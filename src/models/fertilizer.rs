use serde::{Deserialize, Serialize};

/// Nitrogen / phosphorus / potassium quantities in kg per acre.
#[derive(Debug, Clone, Copy, PartialEq, Eq, Serialize, Deserialize)]
pub struct Npk {
    #[serde(rename = "N")]
    pub n: u32,
    #[serde(rename = "P")]
    pub p: u32,
    #[serde(rename = "K")]
    pub k: u32,
}

impl Npk {
    pub const fn new(n: u32, p: u32, k: u32) -> Self {
        Self { n, p, k }
    }

    /// Element-wise scale, rounding each nutrient to whole kilograms.
    pub fn scaled(&self, factors: NutrientFactors) -> Self {
        Self {
            n: round_kg(self.n as f64 * factors.n),
            p: round_kg(self.p as f64 * factors.p),
            k: round_kg(self.k as f64 * factors.k),
        }
    }
}

impl std::fmt::Display for Npk {
    fn fmt(&self, f: &mut std::fmt::Formatter<'_>) -> std::fmt::Result {
        write!(f, "{}-{}-{}", self.n, self.p, self.k)
    }
}

fn round_kg(value: f64) -> u32 {
    value.round_ties_even().max(0.0) as u32
}

/// Per-nutrient multipliers or shares.
#[derive(Debug, Clone, Copy, PartialEq, Serialize, Deserialize)]
pub struct NutrientFactors {
    pub n: f64,
    pub p: f64,
    pub k: f64,
}

impl NutrientFactors {
    pub const fn new(n: f64, p: f64, k: f64) -> Self {
        Self { n, p, k }
    }

    pub const UNIFORM: NutrientFactors = NutrientFactors::new(1.0, 1.0, 1.0);
}

#[derive(Debug, Clone, PartialEq, Serialize, Deserialize)]
pub struct FertilizerAdvice {
    pub total_npk: Npk,
    pub stage_npk: Npk,
    pub timing: Vec<String>,
    pub organic_alternatives: Vec<String>,
    pub explanation: String,
}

▸ **Prompt**:
Every line from the one holding "pub const fn new(n: f64, p: f64, k: f64)" through the last line of the listing above should be set down exactly, and nothing more.

▸ **Exercise output**:
    pub const fn new(n: f64, p: f64, k: f64) -> Self {
        Self { n, p, k }
    }

    pub const UNIFORM: NutrientFactors = NutrientFactors::new(1.0, 1.0, 1.0);
}

#[derive(Debug, Clone, PartialEq, Serialize, Deserialize)]
pub struct FertilizerAdvice {
    pub total_npk: Npk,
    pub stage_npk: Npk,
    pub timing: Vec<String>,
    pub organic_alternatives: Vec<String>,
    pub explanation: String,
}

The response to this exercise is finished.